И тут можно обнаружить еще один провал режима. Его попытка построить монолитную иранскую шиитскую нацию, говорящую на языке фарси, провалилась. Нация оказалась не только шиитской и немонолитной. Многие люди не забыли о своих этнических корнях. Когда в этих регионах вспыхнули протесты, власти подавляли их более жестоко, чем в Тегеране. По некоторым данным, половина убитых в последние месяцы – курды и белуджи. Кстати, Махса Амини была курдянкой. Один из самых частых лозунгов нынешних протестов – "Женщина, жизнь, свобода!". Но ведь это, кстати, – и один из лозунгов РПК (Рабочей партии Курдистана), запрещенной в соседней Турции. Он принадлежит ее лидеру Абдулле Оджалану. А вот многие белуджи – консервативные мусульмане-сунниты. Здесь женщины ходят на протесты в хиджабах, более того, часто мужчины и женщины даже ходят отдельно друг от друга на демонстрации! Вот такое любопытное явление на фоне антихиджабных бунтов.
– Так каковы же сейчас перспективы протестного движения?
– В Иране сложилась патовая ситуация. Протестующие не могут пока свергнуть режим, а он не в силах подавить бунты. Но даже если официальный Тегеран сумеет это сделать, он, скорее всего, не сможет в ближайшие годы решить экономические проблемы, интегрировать нацменьшинства и решить проблему поколений. Степень ненависти многих иранцев к системе такова, что на улицах толпы публично праздновали поражение иранской футбольной сборной! Я просто не знаю другого такого примера в мире. Есть большая часть иранцев, которая буквально воспринимает власть Верховного лидера как оккупационный режим.
В Иране сложилась патовая ситуация. Протестующие не могут пока свергнуть режим, а он не в силах подавить бунты
Но, с другой стороны, власть аятолл опирается на тщательно подобранных ополченцев-басиджей, которым она позволяет делать карьеру, платит неплохие деньги и накачивает пропагандой. Ну а они занимаются убийствами протестующих. Басиджей в стране – десятки тысяч. Именно поэтому многие выражают сомнение в скором падении исламской республики. К тому же есть вооруженные соединения КСИР, и есть обычная армия, в которой служат сотни тысяч военных. Правительство пока войска не использовало. Сложно предсказать, как военные себя поведут в будущем. Некоторые надеются на то, что они когда-нибудь примкнут к протестам. Но пока ясности с этим нет никакой. Несколько лет назад я предсказывал, что режим может вступить в фазу нестабильности, когда его будет все время трясти, как Сирию с 2011 года.
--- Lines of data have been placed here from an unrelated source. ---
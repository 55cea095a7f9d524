//! In-memory stand-ins for the network and the terminal.

use crate::api::MarketApi;
use crate::error::{CoinWatchError, Result};
use crate::models::{Asset, PriceSnapshot, PriceTable};
use crate::ui::notifier::Toast;
use crate::ui::theme::Theme;
use crate::ui::view::{AlertRow, ListEntry, PriceView};
use crate::ui::Renderer;

#[derive(Clone, Default)]
pub struct FakeApi {
    pub assets: Vec<Asset>,
    pub prices: PriceTable,
    pub fail: bool,
}

impl FakeApi {
    /// Bitcoin at `bitcoin_price` (+2.5%) and Ethereum at 3000 (-1%).
    pub fn market(bitcoin_price: f64) -> Self {
        let mut prices = PriceTable::new();
        prices.insert("bitcoin".into(), snapshot("bitcoin", bitcoin_price, 2.5));
        prices.insert("ethereum".into(), snapshot("ethereum", 3000.0, -1.0));
        Self {
            assets: vec![
                asset("bitcoin", "Bitcoin", "btc"),
                asset("ethereum", "Ethereum", "eth"),
            ],
            prices,
            fail: false,
        }
    }

    pub fn failing() -> Self {
        Self {
            fail: true,
            ..Self::default()
        }
    }
}

impl MarketApi for FakeApi {
    async fn fetch_markets(&self) -> Result<Vec<Asset>> {
        if self.fail {
            return Err(unavailable("coins/markets"));
        }
        Ok(self.assets.clone())
    }

    async fn fetch_prices(&self, ids: &[String]) -> Result<PriceTable> {
        if self.fail {
            return Err(unavailable("simple/price"));
        }
        Ok(self
            .prices
            .iter()
            .filter(|(id, _)| ids.contains(id))
            .map(|(id, s)| (id.clone(), s.clone()))
            .collect())
    }
}

pub fn unavailable(endpoint: &'static str) -> CoinWatchError {
    CoinWatchError::StatusError {
        endpoint,
        status: reqwest::StatusCode::TOO_MANY_REQUESTS,
    }
}

#[derive(Default)]
pub struct RecordingRenderer {
    pub list: Vec<ListEntry>,
    pub prices: Option<PriceView>,
    pub alerts: Vec<AlertRow>,
    pub toasts: Vec<Toast>,
    pub notifications: Vec<(String, String)>,
    pub theme: Option<Theme>,
}

impl Renderer for RecordingRenderer {
    fn render_list(&mut self, entries: Vec<ListEntry>) {
        self.list = entries;
    }

    fn render_prices(&mut self, view: PriceView) {
        self.prices = Some(view);
    }

    fn show_toast(&mut self, toast: Toast) {
        self.toasts.push(toast);
    }

    fn show_notification(&mut self, title: &str, body: &str) {
        self.notifications.push((title.to_string(), body.to_string()));
    }

    fn render_alerts(&mut self, rows: Vec<AlertRow>) {
        self.alerts = rows;
    }

    fn apply_theme(&mut self, theme: Theme) {
        self.theme = Some(theme);
    }
}

pub fn asset(id: &str, name: &str, symbol: &str) -> Asset {
    Asset {
        id: id.to_string(),
        name: name.to_string(),
        symbol: symbol.to_string(),
        image: None,
        market_cap: None,
        market_cap_rank: None,
        current_price: None,
    }
}

pub fn snapshot(id: &str, price: f64, change: f64) -> PriceSnapshot {
    PriceSnapshot {
        id: id.to_string(),
        price,
        change_24h: Some(change),
        volume_24h: None,
        market_cap: None,
    }
}
use crate::error::Result;
use crate::store::AlertThresholds;
use chrono::{DateTime, Local};
use log::info;
use serde::{Deserialize, Serialize};
use std::collections::BTreeMap;
use std::fs;
use std::path::{Path, PathBuf};

/// Snapshot of the user's settings, keyed like the persisted values.
#[derive(Debug, Clone, PartialEq, Serialize, Deserialize)]
#[serde(rename_all = "camelCase")]
pub struct ExportDocument {
    pub selected_cryptos: Vec<String>,
    pub price_alerts: BTreeMap<String, AlertThresholds>,
}

pub fn export_file_name(at: DateTime<Local>) -> String {
    format!("coinwatch-export-{}.json", at.format("%Y%m%d-%H%M%S"))
}

pub fn write_export(document: &ExportDocument, dir: &Path, at: DateTime<Local>) -> Result<PathBuf> {
    fs::create_dir_all(dir)?;
    let path = dir.join(export_file_name(at));
    fs::write(&path, serde_json::to_string_pretty(document)?)?;
    info!(
        "Exported {} assets and {} alerts to {}",
        document.selected_cryptos.len(),
        document.price_alerts.len(),
        path.display()
    );
    Ok(path)
}
#[cfg(test)]
mod tests {
    use super::*;
    use crate::store::{AlertBreach, MemoryStorage, ALERTS_KEY, SELECTED_KEY};
    use crate::testing::{snapshot, unavailable, FakeApi, RecordingRenderer};
    use crate::ui::notifier::ToastLevel;
    use crate::ui::view::{PriceCard, PriceView, Trend, EMPTY_SELECTION_MESSAGE};
    use tokio::sync::mpsc::{unbounded_channel, UnboundedReceiver};

    type TestApp = App<FakeApi, MemoryStorage, RecordingRenderer>;

    fn app_with(api: FakeApi, storage: MemoryStorage) -> (TestApp, UnboundedReceiver<Message>) {
        let (tx, rx) = unbounded_channel();
        let app = App::new(
            api,
            storage,
            RecordingRenderer::default(),
            tx,
            std::env::temp_dir(),
        );
        (app, rx)
    }

    async fn pump(app: &mut TestApp, rx: &mut UnboundedReceiver<Message>) {
        let message = rx.recv().await.expect("channel closed");
        app.handle(message);
    }

    fn cards(app: &TestApp) -> Vec<PriceCard> {
        match app.renderer().prices.clone() {
            Some(PriceView::Cards(cards)) => cards,
            other => panic!("expected price cards, got {:?}", other),
        }
    }

    fn last_toast(app: &TestApp) -> &Toast {
        app.renderer().toasts.last().expect("no toast shown")
    }

    #[tokio::test]
    async fn startup_with_empty_selection_shows_empty_state_and_market_list() {
        let (mut app, mut rx) = app_with(FakeApi::market(50000.0), MemoryStorage::new());
        app.start();
        pump(&mut app, &mut rx).await;

        assert_eq!(app.renderer().prices, Some(PriceView::Empty));
        assert_eq!(EMPTY_SELECTION_MESSAGE, "No cryptocurrencies selected");
        let labels: Vec<&str> = app.renderer().list.iter().map(|e| e.label.as_str()).collect();
        assert_eq!(labels, ["Bitcoin (BTC)", "Ethereum (ETH)"]);
        assert!(app.renderer().list.iter().all(|e| !e.checked));
    }

    #[tokio::test]
    async fn selecting_bitcoin_renders_its_card() {
        let (mut app, mut rx) = app_with(FakeApi::market(50000.0), MemoryStorage::new());
        app.start();
        pump(&mut app, &mut rx).await;

        app.toggle_selection("bitcoin");
        assert_eq!(last_toast(&app).level, ToastLevel::Success);
        assert!(app.renderer().list[0].checked);
        assert_eq!(app.renderer().prices, Some(PriceView::Loading));

        pump(&mut app, &mut rx).await;
        let cards = cards(&app);
        assert_eq!(cards.len(), 1);
        assert_eq!(cards[0].title, "Bitcoin (BTC)");
        assert_eq!(cards[0].price, "$50,000.00");
        assert_eq!(cards[0].change, "+2.50%");
        assert_eq!(cards[0].trend, Trend::Positive);

        assert_eq!(
            app.storage().load(SELECTED_KEY).unwrap().as_deref(),
            Some(r#"["bitcoin"]"#)
        );
    }

    #[tokio::test]
    async fn deselecting_last_asset_returns_to_empty_state() {
        let storage = MemoryStorage::new().with_value(SELECTED_KEY, r#"["bitcoin"]"#);
        let (mut app, mut rx) = app_with(FakeApi::market(50000.0), storage);
        app.refresh_prices();
        pump(&mut app, &mut rx).await;
        assert_eq!(cards(&app).len(), 1);

        app.toggle_selection("bitcoin");
        assert_eq!(app.renderer().prices, Some(PriceView::Empty));
        assert!(app.selection().is_empty());
        assert_eq!(last_toast(&app).level, ToastLevel::Info);
    }

    #[tokio::test]
    async fn breached_alert_raises_toast_and_notification() {
        let storage = MemoryStorage::new().with_value(SELECTED_KEY, r#"["bitcoin"]"#);
        let (mut app, mut rx) = app_with(FakeApi::market(40.0), storage);
        assert!(app.submit_alert("bitcoin", "100", "50"));

        app.refresh_prices();
        pump(&mut app, &mut rx).await;

        let toast = last_toast(&app);
        assert_eq!(toast.level, ToastLevel::Warning);
        assert!(toast.message.contains("lower alert: 50"));
        assert_eq!(app.renderer().notifications.len(), 1);
        assert_eq!(app.renderer().notifications[0].0, "Price alert");
        assert_eq!(cards(&app)[0].breach, Some(AlertBreach::Lower(50.0)));
    }

    #[tokio::test]
    async fn price_inside_bounds_stays_quiet() {
        let storage = MemoryStorage::new().with_value(SELECTED_KEY, r#"["bitcoin"]"#);
        let (mut app, mut rx) = app_with(FakeApi::market(75.0), storage);
        app.submit_alert("bitcoin", "100", "50");
        let toasts_before = app.renderer().toasts.len();

        app.refresh_prices();
        pump(&mut app, &mut rx).await;

        assert_eq!(app.renderer().toasts.len(), toasts_before);
        assert!(app.renderer().notifications.is_empty());
    }

    #[tokio::test]
    async fn malformed_alert_input_is_ignored() {
        let storage = MemoryStorage::new().with_value(SELECTED_KEY, r#"["bitcoin"]"#);
        let (mut app, _rx) = app_with(FakeApi::market(1.0), storage);

        assert!(!app.submit_alert("bitcoin", "abc", ""));
        assert!(!app.submit_alert("bitcoin", "100", "fifty"));
        assert!(!app.submit_alert("bitcoin", "  ", ""));
        assert!(!app.submit_alert("bitcoin", "-5", ""));

        assert!(app.alerts().is_empty());
        assert!(app.renderer().toasts.is_empty());
        assert_eq!(app.storage().load(ALERTS_KEY).unwrap(), None);
    }

    #[tokio::test]
    async fn alert_input_accepts_currency_formatting_and_one_side() {
        let storage = MemoryStorage::new().with_value(SELECTED_KEY, r#"["bitcoin"]"#);
        let (mut app, _rx) = app_with(FakeApi::market(1.0), storage);

        assert!(app.submit_alert("bitcoin", "$100,000", ""));
        assert_eq!(
            app.alert_for("bitcoin"),
            Some(AlertThresholds::new(Some(100_000.0), None))
        );
        assert_eq!(app.renderer().alerts.len(), 1);
    }

    #[tokio::test]
    async fn alert_on_unwatched_asset_is_rejected() {
        let (mut app, _rx) = app_with(FakeApi::market(1.0), MemoryStorage::new());

        assert!(!app.submit_alert("ethereum", "100", ""));
        assert!(app.alert_for("ethereum").is_none());
        assert!(app.renderer().alerts.is_empty());
        assert_eq!(app.storage().load(ALERTS_KEY).unwrap(), None);
        assert_eq!(last_toast(&app).level, ToastLevel::Warning);

        app.add_selection("ethereum");
        assert!(app.submit_alert("ethereum", "100", ""));
        assert_eq!(
            app.alert_for("ethereum"),
            Some(AlertThresholds::new(Some(100.0), None))
        );
    }

    #[tokio::test]
    async fn empty_price_reply_is_not_left_loading() {
        let (mut app, mut rx) = app_with(FakeApi::market(1.0), MemoryStorage::new());
        app.add_selection("delisted-coin");
        assert_eq!(app.renderer().prices, Some(PriceView::Loading));

        pump(&mut app, &mut rx).await;
        assert!(cards(&app).is_empty());

        app.remove_selection("delisted-coin");
        app.add_selection("bitcoin");
        assert_eq!(app.renderer().prices, Some(PriceView::Loading));
    }

    #[tokio::test]
    async fn stale_price_response_is_discarded() {
        let storage = MemoryStorage::new().with_value(SELECTED_KEY, r#"["bitcoin"]"#);
        let (mut app, _rx) = app_with(FakeApi::market(1.0), storage);

        app.refresh_prices();
        let stale = app.price_generation();
        app.refresh_prices();
        let fresh = app.price_generation();

        let mut newer = PriceTable::new();
        newer.insert("bitcoin".into(), snapshot("bitcoin", 61000.0, 1.0));
        let mut older = PriceTable::new();
        older.insert("bitcoin".into(), snapshot("bitcoin", 59000.0, 1.0));

        app.handle(Message::Prices {
            generation: fresh,
            result: Ok(newer),
        });
        app.handle(Message::Prices {
            generation: stale,
            result: Ok(older),
        });

        assert_eq!(cards(&app)[0].price, "$61,000.00");
    }

    #[tokio::test]
    async fn failed_poll_keeps_previous_prices() {
        let storage = MemoryStorage::new().with_value(SELECTED_KEY, r#"["bitcoin"]"#);
        let (mut app, mut rx) = app_with(FakeApi::market(50000.0), storage);
        app.refresh_prices();
        pump(&mut app, &mut rx).await;

        app.refresh_prices();
        app.handle(Message::Prices {
            generation: app.price_generation(),
            result: Err(unavailable("simple/price")),
        });

        assert_eq!(cards(&app)[0].price, "$50,000.00");
        let toast = last_toast(&app);
        assert_eq!(toast.level, ToastLevel::Error);
        assert!(toast.message.contains("429"));
    }

    #[tokio::test]
    async fn failed_market_list_reports_error() {
        let (mut app, mut rx) = app_with(FakeApi::failing(), MemoryStorage::new());
        app.load_markets();
        pump(&mut app, &mut rx).await;

        assert!(app.renderer().list.is_empty());
        assert_eq!(last_toast(&app).level, ToastLevel::Error);
    }

    #[tokio::test]
    async fn storage_failure_is_reported_but_selection_changes() {
        let (mut app, _rx) = app_with(FakeApi::market(1.0), MemoryStorage::read_only());
        app.add_selection("bitcoin");

        assert!(app.selection().contains("bitcoin"));
        assert_eq!(last_toast(&app).level, ToastLevel::Error);
    }

    #[tokio::test]
    async fn add_then_remove_round_trips() {
        let (mut app, _rx) = app_with(FakeApi::market(1.0), MemoryStorage::new());
        app.add_selection("ethereum");
        let before = app.selection().clone();

        app.add_selection("bitcoin");
        app.add_selection("bitcoin");
        app.remove_selection("bitcoin");

        assert_eq!(app.selection(), &before);
    }

    #[tokio::test]
    async fn alerts_survive_deselection() {
        let storage = MemoryStorage::new().with_value(SELECTED_KEY, r#"["bitcoin"]"#);
        let (mut app, _rx) = app_with(FakeApi::market(1.0), storage);
        app.submit_alert("bitcoin", "", "10");
        app.remove_selection("bitcoin");

        assert!(app.alert_for("bitcoin").is_some());
        assert_eq!(app.renderer().alerts[0].id, "bitcoin");

        app.clear_alert("bitcoin");
        assert!(app.alert_for("bitcoin").is_none());
    }

    #[tokio::test]
    async fn state_reloads_from_storage() {
        let (mut app, _rx) = app_with(FakeApi::market(1.0), MemoryStorage::new());
        app.add_selection("ethereum");
        app.add_selection("bitcoin");
        app.submit_alert("bitcoin", "70000", "40000");
        app.toggle_theme();
        let storage = app.storage().clone();

        let (reloaded, _rx) = app_with(FakeApi::market(1.0), storage);
        assert_eq!(reloaded.selection(), app.selection());
        assert_eq!(reloaded.alerts(), app.alerts());
        assert_eq!(reloaded.theme(), Theme::Light);
        assert_eq!(reloaded.renderer().theme, Some(Theme::Light));
    }

    #[tokio::test]
    async fn filter_narrows_market_list() {
        let (mut app, mut rx) = app_with(FakeApi::market(1.0), MemoryStorage::new());
        app.load_markets();
        pump(&mut app, &mut rx).await;

        app.set_filter("ETH");
        assert_eq!(app.renderer().list.len(), 1);
        assert_eq!(app.renderer().list[0].id, "ethereum");

        app.set_filter("");
        assert_eq!(app.renderer().list.len(), 2);
    }

    #[tokio::test]
    async fn export_matches_current_state() {
        let dir = std::env::temp_dir().join(format!("coinwatch-export-test-{}", std::process::id()));
        let (tx, _rx) = unbounded_channel();
        let mut app = App::new(
            FakeApi::market(1.0),
            MemoryStorage::new(),
            RecordingRenderer::default(),
            tx,
            dir.clone(),
        );
        app.add_selection("bitcoin");
        app.add_selection("ethereum");
        app.submit_alert("bitcoin", "100", "50");
        app.submit_alert("ethereum", "", "2000");

        let path = app.export().expect("export failed");
        let written: serde_json::Value =
            serde_json::from_str(&std::fs::read_to_string(&path).unwrap()).unwrap();

        assert_eq!(
            written,
            serde_json::json!({
                "selectedCryptos": ["bitcoin", "ethereum"],
                "priceAlerts": {
                    "bitcoin": {"upper": 100.0, "lower": 50.0},
                    "ethereum": {"upper": null, "lower": 2000.0}
                }
            })
        );
        let document: ExportDocument = serde_json::from_value(written).unwrap();
        assert_eq!(document, app.export_document());

        std::fs::remove_dir_all(dir).unwrap();
    }

    #[test]
    fn parse_bound_cases() {
        assert_eq!(parse_bound(""), Some(None));
        assert_eq!(parse_bound(" 42.5 "), Some(Some(42.5)));
        assert_eq!(parse_bound("$1,250"), Some(Some(1250.0)));
        assert_eq!(parse_bound("inf"), None);
        assert_eq!(parse_bound("12abc"), None);
    }
}
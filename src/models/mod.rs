pub mod asset;
pub mod price;

pub use asset::Asset;
pub use price::{parse_price_table, PriceSnapshot, PriceTable};
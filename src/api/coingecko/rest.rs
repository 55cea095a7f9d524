use crate::api::MarketApi;
use crate::config::{Config, USER_AGENT};
use crate::error::{CoinWatchError, Result};
use crate::models::{parse_price_table, Asset, PriceTable};
use log::{debug, error, info};
use reqwest::header::{HeaderMap, HeaderValue};
use std::time::Instant;

const API_KEY_HEADER: &str = "x-cg-demo-api-key";

/// The two CoinGecko endpoints the dashboard reads.
#[derive(Debug, Clone, Copy)]
pub enum Endpoint<'a> {
    Markets { per_page: u32 },
    SimplePrice { ids: &'a [String], extended: bool },
}

impl Endpoint<'_> {
    pub fn name(&self) -> &'static str {
        match self {
            Endpoint::Markets { .. } => "coins/markets",
            Endpoint::SimplePrice { .. } => "simple/price",
        }
    }

    pub fn url(&self, base: &str) -> String {
        match self {
            Endpoint::Markets { per_page } => format!(
                "{}/coins/markets?vs_currency=usd&order=market_cap_desc&per_page={}&page=1&sparkline=false",
                base, per_page
            ),
            Endpoint::SimplePrice { ids, extended } => {
                let mut url = format!(
                    "{}/simple/price?ids={}&vs_currencies=usd&include_24hr_change=true",
                    base,
                    ids.join(",")
                );
                if *extended {
                    url.push_str("&include_24hr_vol=true&include_market_cap=true");
                }
                url
            }
        }
    }
}

#[derive(Debug, Clone)]
pub struct CoinGeckoClient {
    http: reqwest::Client,
    base_url: String,
    per_page: u32,
    extended_quotes: bool,
}

impl CoinGeckoClient {
    pub fn new(config: &Config) -> Result<Self> {
        let mut headers = HeaderMap::new();
        if let Some(key) = &config.api_key {
            let value = HeaderValue::from_str(key)
                .map_err(|e| CoinWatchError::ConfigError(format!("invalid API key: {}", e)))?;
            headers.insert(API_KEY_HEADER, value);
        }

        let mut builder = reqwest::Client::builder()
            .user_agent(USER_AGENT)
            .default_headers(headers);
        if let Some(timeout) = config.request_timeout {
            builder = builder.timeout(timeout);
        }

        info!("Using CoinGecko API at {}", config.api_url);

        Ok(Self {
            http: builder.build()?,
            base_url: config.api_url.clone(),
            per_page: config.per_page,
            extended_quotes: config.extended_quotes,
        })
    }

    /// Single GET, no retry. Non-2xx statuses come back as `StatusError`.
    async fn get(&self, endpoint: Endpoint<'_>) -> Result<String> {
        let url = endpoint.url(&self.base_url);
        let started = Instant::now();
        debug!("GET {}", url);

        let response = match self.http.get(&url).send().await {
            Ok(response) => response,
            Err(e) => {
                error!("Request to {} failed: {}", endpoint.name(), e);
                return Err(e.into());
            }
        };

        let status = response.status();
        if !status.is_success() {
            error!("{} responded with {}", endpoint.name(), status);
            return Err(CoinWatchError::StatusError {
                endpoint: endpoint.name(),
                status,
            });
        }

        let body = response.text().await?;
        debug!(
            "{} answered in {} ms ({} bytes)",
            endpoint.name(),
            started.elapsed().as_millis(),
            body.len()
        );
        Ok(body)
    }
}

impl MarketApi for CoinGeckoClient {
    async fn fetch_markets(&self) -> Result<Vec<Asset>> {
        let body = self
            .get(Endpoint::Markets {
                per_page: self.per_page,
            })
            .await?;
        let assets: Vec<Asset> = serde_json::from_str(&body)?;
        info!("Fetched {} assets from the market list", assets.len());
        Ok(assets)
    }

    async fn fetch_prices(&self, ids: &[String]) -> Result<PriceTable> {
        if ids.is_empty() {
            return Ok(PriceTable::new());
        }

        let body = self
            .get(Endpoint::SimplePrice {
                ids,
                extended: self.extended_quotes,
            })
            .await?;
        let table = parse_price_table(&body)?;
        debug!("Fetched {} of {} requested prices", table.len(), ids.len());
        Ok(table)
    }
}
//! Article lookups and writes / 文章读写
//!
//! Hashtags are re-derived from the submitted text on every write, so the
//! stored set always matches what the article body and hashtag field say.

use crate::error::{BoardError, Result};
use crate::models::{
    ArticleCommentResponse, ArticleRecord, ArticleRequest, ArticleResponse, ArticleUpdate, CommentRequest,
    NewArticle, NewComment, UserAccount,
};
use crate::search::hashtag::{self, HashtagSet};
use crate::store::{ContentStore, SqliteStore};

/// Article with its comments, newest comment first
#[derive(Debug, Clone)]
pub struct ArticleWithComments {
    pub article: ArticleResponse,
    pub comments: Vec<ArticleCommentResponse>,
}

#[derive(Clone)]
pub struct ArticleService {
    store: SqliteStore,
}

/// Hashtags from the body and the free-text hashtag field
fn collect_hashtags(content: &str, hashtag_field: Option<&str>) -> Vec<String> {
    let mut names: HashtagSet = hashtag::extract(Some(content));
    names.extend(hashtag::extract(hashtag_field));
    names.into_iter().collect()
}

fn required(field: &str, value: Option<String>) -> Result<String> {
    match value {
        Some(v) if !v.trim().is_empty() => Ok(v),
        _ => Err(BoardError::invalid(format!("{} is required", field))),
    }
}

impl ArticleService {
    pub fn new(store: SqliteStore) -> Self {
        Self { store }
    }

    pub fn store(&self) -> &SqliteStore {
        &self.store
    }

    async fn record(&self, id: i64) -> Result<ArticleRecord> {
        self.store
            .find_by_id(id)
            .await?
            .ok_or_else(|| BoardError::not_found(format!("article {}", id)))
    }

    /// Single article / 获取文章
    pub async fn get_article(&self, id: i64) -> Result<ArticleResponse> {
        Ok(ArticleResponse::from_record(self.record(id).await?))
    }

    /// Article detail with comments / 文章详情与评论
    pub async fn get_article_with_comments(&self, id: i64) -> Result<ArticleWithComments> {
        let article = ArticleResponse::from_record(self.record(id).await?);
        let comments = self
            .store
            .find_comments_by_article_id(id)
            .await?
            .into_iter()
            .map(ArticleCommentResponse::from_record)
            .collect();
        Ok(ArticleWithComments { article, comments })
    }

    pub async fn article_count(&self) -> Result<i64> {
        self.store.count().await
    }

    pub async fn save_user_account(&self, account: UserAccount) -> Result<UserAccount> {
        let user_id = required("user_id", Some(account.user_id))?;
        let account = UserAccount { user_id, ..account };
        self.store.upsert_user_account(&account).await?;
        Ok(account)
    }

    /// Create an article; returns its id / 新建文章
    pub async fn save_article(&self, request: ArticleRequest) -> Result<i64> {
        if self.store.find_user_account(&request.user_id).await?.is_none() {
            return Err(BoardError::not_found(format!("user account {}", request.user_id)));
        }

        let title = required("title", request.title)?;
        let content = required("content", request.content)?;
        let hashtags = collect_hashtags(&content, request.hashtag.as_deref());

        let id = self
            .store
            .insert_article(&NewArticle {
                user_id: request.user_id,
                title,
                content,
                hashtags,
            })
            .await?;
        tracing::info!("Article {} created", id);
        Ok(id)
    }

    /// Edit an article; only its author may change it / 编辑文章
    ///
    /// Absent title/content keep the stored value. Blank ones are rejected.
    pub async fn update_article(&self, id: i64, request: ArticleRequest) -> Result<()> {
        let current = self.record(id).await?;
        if current.author.user_id != request.user_id {
            tracing::warn!("Article {} update rejected: {} is not the author", id, request.user_id);
            return Err(BoardError::not_found(format!("article {} for user {}", id, request.user_id)));
        }

        let title = request.title.map(|t| required("title", Some(t))).transpose()?;
        let content = request.content.map(|c| required("content", Some(c))).transpose()?;
        let body = content.as_deref().unwrap_or(&current.content);
        let update = ArticleUpdate {
            hashtags: collect_hashtags(body, request.hashtag.as_deref()),
            title,
            content,
        };

        if !self.store.update_article(id, &request.user_id, &update).await? {
            return Err(BoardError::not_found(format!("article {}", id)));
        }
        Ok(())
    }

    /// Comment on an article; returns the comment id / 发表评论
    ///
    /// A reply's parent must be a comment on the same article.
    pub async fn save_comment(&self, article_id: i64, request: CommentRequest) -> Result<i64> {
        self.record(article_id).await?;
        if self.store.find_user_account(&request.user_id).await?.is_none() {
            return Err(BoardError::not_found(format!("user account {}", request.user_id)));
        }
        let content = required("content", request.content)?;

        if let Some(parent) = request.parent_comment_id {
            if self.store.find_comment_article_id(parent).await? != Some(article_id) {
                return Err(BoardError::invalid(format!(
                    "comment {} is not on article {}",
                    parent, article_id
                )));
            }
        }

        let id = self
            .store
            .insert_comment(&NewComment {
                article_id,
                user_id: request.user_id,
                parent_comment_id: request.parent_comment_id,
                content,
            })
            .await?;
        tracing::info!("Comment {} added to article {}", id, article_id);
        Ok(id)
    }

    /// Delete an article owned by `user_id`
    pub async fn delete_article(&self, id: i64, user_id: &str) -> Result<()> {
        if self.store.delete_article(id, user_id).await? == 0 {
            return Err(BoardError::not_found(format!("article {} for user {}", id, user_id)));
        }
        tracing::info!("Article {} deleted by {}", id, user_id);
        Ok(())
    }
}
И в конце концов это может закончиться распадом страны, как это и случилось с Сирией, и гигантским ростом масштабов кровопролития.
Проблемой протестующих стало то, что у них нет интегральных идей, способных объединить Иран. К тому же они пока оказались неспособны создать какую-либо протестную организацию. Люди на улицах в Иране знают, что им не нравится – хиджабы, коррупция, бедность, полицейское насилие – но не выдвигают никакой общей позитивной программы. Это пока спонтанные, плохо организованные выступления, скоординированные через интернет. В таких условиях этнические и региональные противоречия могут выступить на первый план.